1. (if JSON and context supplied) JSON-LD uplift ( {testcase}.ttl generated)
2. (if JSON schema supplied) JSON schema validation
3. (if SHACL rules defined) SHACL validation

A summary report is produced at `/build/tests/report.html`.

This is linked from the generated building block index.

## SHACL Validation

SHACL rules can be defined in a ```rules.shacl``` file or any other files or URLs in the bblocks.json:

```
"shaclRules": [
"vocabs-shacl.ttl"
]
"shaclClosures": [
"../../vocabularies/terms.ttl",
```

"shaclClosures" refers to additional files with RDF data required to perform validation - such as checking the types of related objects.

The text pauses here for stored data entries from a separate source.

//! Resolved semantic model of one type declaration.
//!
//! The model is produced by upstream passes (parser, resolver, constant folder) and borrowed read-only by the
//! emitter for the duration of one unit's rendering. Nothing in `backend` mutates it.
//!
//! ## Notes
//! - All types are serde-deserializable; JSON is the interchange format read by the CLI (see [`load`]).
//! - Constructors on these types are conveniences for tests and tools that build models by hand.

mod annotations;
mod body;
mod constants;
pub mod load;
mod types;

pub use annotations::{AnnotationBinding, AnnotationMember, AnnotationTypeRef, AnnotationValue, Retention};
pub use body::{RefContext, Segment, StatementModel, field_ref, text};
pub use constants::ConstantExpr;
pub use load::{ModelError, load_types, parse_types};
pub use types::{PrimitiveType, TypeRef};

use serde::{Deserialize, Serialize};

/// Kind of type declaration.
#[derive(Debug, Clone, Copy, PartialEq, Eq, Hash, Serialize, Deserialize)]
#[serde(rename_all = "snake_case")]
pub enum TypeKind {
    Class,
    Interface,
    Enum,
}

/// One type declaration.
#[derive(Debug, Clone, PartialEq, Serialize, Deserialize)]
pub struct TypeModel {
    /// Object-language simple name.
    pub name: String,
    /// Native (prefixed) name every emitted symbol derives from.
    pub native_name: String,
    pub kind: TypeKind,
    #[serde(default)]
    pub line: u32,
    #[serde(default)]
    pub fields: Vec<FieldModel>,
    #[serde(default)]
    pub methods: Vec<MethodModel>,
    #[serde(default)]
    pub constructors: Vec<ConstructorModel>,
    #[serde(default)]
    pub enum_constants: Vec<EnumConstantModel>,
    #[serde(default)]
    pub superclass: Option<String>,
}

impl TypeModel {
    /// Empty declaration whose native name equals its simple name.
    pub fn new(name: impl Into<String>, kind: TypeKind) -> Self {
        let name = name.into();
        Self {
            native_name: name.clone(),
            name,
            kind,
            line: 1,
            fields: Vec::new(),
            methods: Vec::new(),
            constructors: Vec::new(),
            enum_constants: Vec::new(),
            superclass: None,
        }
    }

    pub fn with_native_name(mut self, native_name: impl Into<String>) -> Self {
        self.native_name = native_name.into();
        self
    }

    pub fn with_field(mut self, field: FieldModel) -> Self {
        self.fields.push(field);
        self
    }

    pub fn with_method(mut self, method: MethodModel) -> Self {
        self.methods.push(method);
        self
    }

    pub fn with_constructor(mut self, constructor: ConstructorModel) -> Self {
        self.constructors.push(constructor);
        self
    }

    /// Append enum constants with ordinals following declaration order.
    pub fn with_enum_constants<S: Into<String>>(mut self, names: impl IntoIterator<Item = S>) -> Self {
        for name in names {
            let ordinal = self.enum_constants.len() as u32;
            self.enum_constants.push(EnumConstantModel {
                logical_name: name.into(),
                ordinal,
                line: self.line,
            });
        }
        self
    }

    /// Look up a declared field by name.
    pub fn field(&self, name: &str) -> Option<&FieldModel> {
        self.fields.iter().find(|f| f.name == name)
    }

    /// Every statement of every constructor and method body, in declaration order.
    pub fn statements(&self) -> impl Iterator<Item = &StatementModel> {
        self.constructors
            .iter()
            .flat_map(|c| c.body.iter())
            .chain(self.methods.iter().flat_map(|m| m.body.iter()))
    }
}

/// A declared field.
#[derive(Debug, Clone, PartialEq, Serialize, Deserialize)]
pub struct FieldModel {
    pub name: String,
    pub declared_type: TypeRef,
    #[serde(default)]
    pub is_static: bool,
    #[serde(default)]
    pub is_final: bool,
    #[serde(default)]
    pub is_private: bool,
    /// Set by upstream analysis when the field is used where a compile-time constant is required.
    #[serde(default)]
    pub constant_required: bool,
    #[serde(default)]
    pub initializer: Option<ConstantExpr>,
    #[serde(default)]
    pub annotations: Vec<AnnotationBinding>,
    #[serde(default)]
    pub line: u32,
}

impl FieldModel {
    /// Non-static, non-final, package-visible field.
    pub fn new(name: impl Into<String>, declared_type: TypeRef) -> Self {
        Self {
            name: name.into(),
            declared_type,
            is_static: false,
            is_final: false,
            is_private: false,
            constant_required: false,
            initializer: None,
            annotations: Vec::new(),
            line: 1,
        }
    }

    pub fn with_static(mut self) -> Self {
        self.is_static = true;
        self
    }

    pub fn with_final(mut self) -> Self {
        self.is_final = true;
        self
    }

    pub fn with_private(mut self) -> Self {
        self.is_private = true;
        self
    }

    pub fn with_constant_required(mut self) -> Self {
        self.constant_required = true;
        self
    }

    pub fn with_initializer(mut self, value: ConstantExpr) -> Self {
        self.initializer = Some(value);
        self
    }

    pub fn with_annotation(mut self, binding: AnnotationBinding) -> Self {
        self.annotations.push(binding);
        self
    }

    pub fn at_line(mut self, line: u32) -> Self {
        self.line = line;
        self
    }

    /// Bindings visible to runtime reflection, in declaration order.
    pub fn reflectable_annotations(&self) -> impl Iterator<Item = &AnnotationBinding> {
        self.annotations.iter().filter(|a| a.retention.is_reflectable())
    }

    /// The property-mapping binding, if the field opted into property synthesis.
    pub fn property_mapping(&self) -> Option<&AnnotationBinding> {
        self.annotations.iter().find(|a| a.is_property_mapping())
    }
}

/// A declared method or constructor parameter.
#[derive(Debug, Clone, PartialEq, Eq, Serialize, Deserialize)]
pub struct ParameterModel {
    pub name: String,
    pub ty: TypeRef,
}

impl ParameterModel {
    pub fn new(name: impl Into<String>, ty: TypeRef) -> Self {
        Self { name: name.into(), ty }
    }
}

/// An explicit `this(...)` call at the start of a constructor.
#[derive(Debug, Clone, PartialEq, Eq, Serialize, Deserialize)]
pub struct Delegation {
    /// Index of the target constructor in [`TypeModel::constructors`].
    pub target: usize,
    /// Pre-translated argument expressions.
    #[serde(default)]
    pub arguments: Vec<String>,
}

/// A declared constructor.
#[derive(Debug, Clone, PartialEq, Eq, Serialize, Deserialize)]
pub struct ConstructorModel {
    #[serde(default)]
    pub parameters: Vec<ParameterModel>,
    #[serde(default)]
    pub is_designated_candidate: bool,
    #[serde(default)]
    pub delegates_to: Option<Delegation>,
    /// Body statements, excluding the delegation call itself.
    #[serde(default)]
    pub body: Vec<StatementModel>,
    #[serde(default)]
    pub line: u32,
}

impl ConstructorModel {
    pub fn new(parameters: Vec<ParameterModel>) -> Self {
        Self {
            parameters,
            is_designated_candidate: false,
            delegates_to: None,
            body: Vec::new(),
            line: 1,
        }
    }

    pub fn designated(mut self) -> Self {
        self.is_designated_candidate = true;
        self
    }

    pub fn delegating(mut self, target: usize, arguments: Vec<String>) -> Self {
        self.delegates_to = Some(Delegation { target, arguments });
        self
    }

    pub fn with_body(mut self, body: Vec<StatementModel>) -> Self {
        self.body = body;
        self
    }

    pub fn at_line(mut self, line: u32) -> Self {
        self.line = line;
        self
    }
}

/// A declared method with a pre-translated body.
#[derive(Debug, Clone, PartialEq, Eq, Serialize, Deserialize)]
pub struct MethodModel {
    pub name: String,
    pub return_type: TypeRef,
    #[serde(default)]
    pub parameters: Vec<ParameterModel>,
    #[serde(default)]
    pub is_static: bool,
    #[serde(default)]
    pub body: Vec<StatementModel>,
    #[serde(default)]
    pub line: u32,
}

impl MethodModel {
    pub fn new(name: impl Into<String>, return_type: TypeRef) -> Self {
        Self {
            name: name.into(),
            return_type,
            parameters: Vec::new(),
            is_static: false,
            body: Vec::new(),
            line: 1,
        }
    }

    pub fn with_static(mut self) -> Self {
        self.is_static = true;
        self
    }

    pub fn with_parameter(mut self, parameter: ParameterModel) -> Self {
        self.parameters.push(parameter);
        self
    }

    pub fn with_body(mut self, body: Vec<StatementModel>) -> Self {
        self.body = body;
        self
    }

    pub fn at_line(mut self, line: u32) -> Self {
        self.line = line;
        self
    }
}

/// One constant of an enumeration.
#[derive(Debug, Clone, PartialEq, Eq, Serialize, Deserialize)]
pub struct EnumConstantModel {
    /// Name exposed to the object-language program (and to reflection).
    pub logical_name: String,
    pub ordinal: u32,
    #[serde(default)]
    pub line: u32,
}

this is particularly useful for relatively small, static vocabularies (e.g. "codelists") that form part of the specification realised by the building block

## Tools

In addition to built-in testing capabilities the following online tools can be helpful in developing and debugging different layers of the design:

* [JSON Schema validator](https://www.jsonschemavalidator.net/)
* [JSON-LD Playground](https://json-ld.org/playground/)
* [SHACL Validator](https://shacl-play.sparna.fr/play/validate)

Hint - to use the JSON Schema validator with a published schema you can create a wrapper such as

```json
{
"$ref": "https://my.org/schema.json?version"
}
```

(updating ```version``` forces the validator to pick up any changes in the published schema.)